This essay demonstrates some very thoughtful and original responses to the two texts. You also show strong command of your written expression. Your ideas are expressed with clarity and in a logically organised way. You have taken the initiative to draw some thoughtful conclusions and at times you have successfully connected your ideas to quotations to the language within the quotations.
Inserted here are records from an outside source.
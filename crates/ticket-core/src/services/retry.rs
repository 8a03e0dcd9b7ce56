//! Bounded retry for service calls.

use std::thread;

use tracing::{debug, warn};

use crate::error::ServiceError;
use crate::models::config::RetryPolicy;

/// Run `op` until it succeeds, fails permanently, or the policy is exhausted.
///
/// Only transient errors are retried. An exhausted `Unavailable` error reports
/// the number of attempts actually made.
pub fn with_retry<T>(
    policy: &RetryPolicy,
    service: &'static str,
    mut op: impl FnMut() -> Result<T, ServiceError>,
) -> Result<T, ServiceError> {
    let mut attempt = 1;
    loop {
        match op() {
            Ok(value) => return Ok(value),
            Err(e) if e.is_transient() && policy.should_retry(attempt) => {
                let delay = policy.delay_for(attempt);
                warn!(service, attempt, ?delay, error = %e, "Transient failure, retrying");
                thread::sleep(delay);
                attempt += 1;
            }
            Err(ServiceError::Unavailable { reason, .. }) => {
                debug!(service, attempt, "Giving up");
                return Err(ServiceError::Unavailable {
                    service,
                    attempts: attempt,
                    reason,
                });
            }
            Err(e) => return Err(e),
        }
    }
}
This process of zeroing in on specifics to prove a broader point is perfect for a literary analytical essay.

To develop your work further you may wish to:

Test some of your more thoughtful conclusions in discussion with me, or your peers, before you commit to them in an assessment – the idea about being able to tell the gender of the writer is an interesting one, but would need a much greater detail to support it before it would convince the reader.
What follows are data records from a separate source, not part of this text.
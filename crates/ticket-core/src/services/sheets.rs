//! Google Sheets ledger through the v4 values API.

use std::time::Duration;

use reqwest::Url;
use reqwest::blocking::{Client, RequestBuilder};
use serde::{Deserialize, Serialize};
use tracing::{debug, info};

use crate::error::{ServiceError, TicketError};
use crate::models::config::{RetryPolicy, SheetConfig};
use crate::ticket::{LedgerRow, LedgerSink};

use super::{read_secret, transport_error, with_retry};

const SERVICE: &str = "spreadsheet";

/// Appends ledger rows to one worksheet of a spreadsheet.
pub struct GoogleSheetsSink {
    client: Client,
    base: Url,
    spreadsheet_id: String,
    worksheet: String,
    token: String,
    timeout: Duration,
    retry: RetryPolicy,
}

#[derive(Deserialize)]
struct ValueRange {
    #[serde(default)]
    values: Vec<Vec<serde_json::Value>>,
}

#[derive(Serialize)]
struct ValueUpdate<'a> {
    range: &'a str,
    #[serde(rename = "majorDimension")]
    major_dimension: &'static str,
    values: [[String; 6]; 1],
}

impl GoogleSheetsSink {
    pub fn from_config(config: &SheetConfig, retry: RetryPolicy) -> Result<Self, TicketError> {
        let spreadsheet_id = config
            .spreadsheet_id
            .clone()
            .ok_or_else(|| TicketError::Config("sheet.spreadsheet_id is not set".to_string()))?;
        let token = read_secret(&config.token_env)?;
        let base = Url::parse(&config.base_url)
            .map_err(|e| TicketError::Config(format!("sheet.base_url: {e}")))?;
        if base.cannot_be_a_base() {
            return Err(TicketError::Config(format!(
                "sheet.base_url is not a base URL: {base}"
            )));
        }
        let timeout = Duration::from_secs(config.timeout_secs);
        let client = Client::builder()
            .timeout(timeout)
            .build()
            .map_err(|e| TicketError::Config(format!("HTTP client: {e}")))?;

        Ok(Self {
            client,
            base,
            spreadsheet_id,
            worksheet: config.worksheet.clone(),
            token,
            timeout,
            retry,
        })
    }

    fn values_url(&self, range: &str) -> Url {
        values_url(&self.base, &self.spreadsheet_id, range)
    }

    fn execute(&self, request: RequestBuilder) -> Result<reqwest::blocking::Response, ServiceError> {
        let response = request
            .bearer_auth(&self.token)
            .send()
            .map_err(|e| transport_error(SERVICE, self.timeout, e))?;

        let status = response.status();
        if status.is_success() {
            return Ok(response);
        }
        let body = response.text().unwrap_or_default();
        Err(if status.is_server_error() || status.as_u16() == 429 {
            ServiceError::Unavailable {
                service: SERVICE,
                attempts: 1,
                reason: format!("HTTP {status}"),
            }
        } else {
            ServiceError::Rejected {
                service: SERVICE,
                status: status.as_u16(),
                body,
            }
        })
    }
}

impl LedgerSink for GoogleSheetsSink {
    fn next_row(&mut self) -> Result<u32, ServiceError> {
        let url = self.values_url(&sheet_range(&self.worksheet, "A:F"));
        let used = with_retry(&self.retry, SERVICE, || {
            let response = self.execute(self.client.get(url.clone()))?;
            let range: ValueRange = response.json().map_err(|e| ServiceError::Rejected {
                service: SERVICE,
                status: 200,
                body: format!("unreadable value range: {e}"),
            })?;
            Ok(range.values.len())
        })?;

        let next = used as u32 + 1;
        debug!(worksheet = %self.worksheet, next, "Read ledger cursor");
        Ok(next)
    }

    fn write_row(&mut self, row: u32, entry: &LedgerRow) -> Result<(), ServiceError> {
        let range = sheet_range(&self.worksheet, &format!("A{row}:F{row}"));
        let mut url = self.values_url(&range);
        url.query_pairs_mut()
            .append_pair("valueInputOption", "USER_ENTERED");
        let body = ValueUpdate {
            range: &range,
            major_dimension: "ROWS",
            values: [entry.cells(row)],
        };

        with_retry(&self.retry, SERVICE, || {
            self.execute(self.client.put(url.clone()).json(&body)).map(|_| ())
        })?;

        info!(row, label = %entry.label, "Wrote ledger row");
        Ok(())
    }
}

/// A1 range on a named sheet, quoting the sheet name.
fn sheet_range(worksheet: &str, cells: &str) -> String {
    format!("'{}'!{}", worksheet.replace('\'', "''"), cells)
}

fn values_url(base: &Url, spreadsheet_id: &str, range: &str) -> Url {
    let mut url = base.clone();
    if let Ok(mut segments) = url.path_segments_mut() {
        segments
            .pop_if_empty()
            .extend(["spreadsheets", spreadsheet_id, "values", range]);
    }
    url
}

#[cfg(test)]
mod tests {
    use super::*;
    use pretty_assertions::assert_eq;

    #[test]
    fn test_sheet_range_quotes_name() {
        assert_eq!(sheet_range("Sheet1", "A:F"), "'Sheet1'!A:F");
        assert_eq!(sheet_range("Dépenses d'avril", "A3:F3"), "'Dépenses d''avril'!A3:F3");
    }

    #[test]
    fn test_values_url_encodes_range() {
        let base = Url::parse("https://sheets.googleapis.com/v4/").unwrap();
        let url = values_url(&base, "abc", "'Sheet 1'!A:F");
        assert_eq!(
            url.as_str(),
            "https://sheets.googleapis.com/v4/spreadsheets/abc/values/'Sheet%201'!A:F"
        );
    }

    #[test]
    fn test_empty_value_range_has_no_values() {
        let range: ValueRange = serde_json::from_str(r#"{"range":"Sheet1!A1:F1000"}"#).unwrap();
        assert!(range.values.is_empty());
    }
}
Explore a wider range of quotations and examples in both texts – looking at language, story, character, historical context, authorial point of view and theme.

In respect of the poetry, developing a conclusion about what the poem’s message is, and how the language devices you’ve identified reveal and develop this message.

In the case of this essay question, make clearer links between language and emotion – much like you did when referring to the percussive tempo in Plath’s “Daddy” (Remember, Katharina also has a father figure)

[gview file=”https://ekimg.student.edutronic.net/files/2013/03/Shakespeare-and-the-Literary-Heritage-Ekim.pdf”]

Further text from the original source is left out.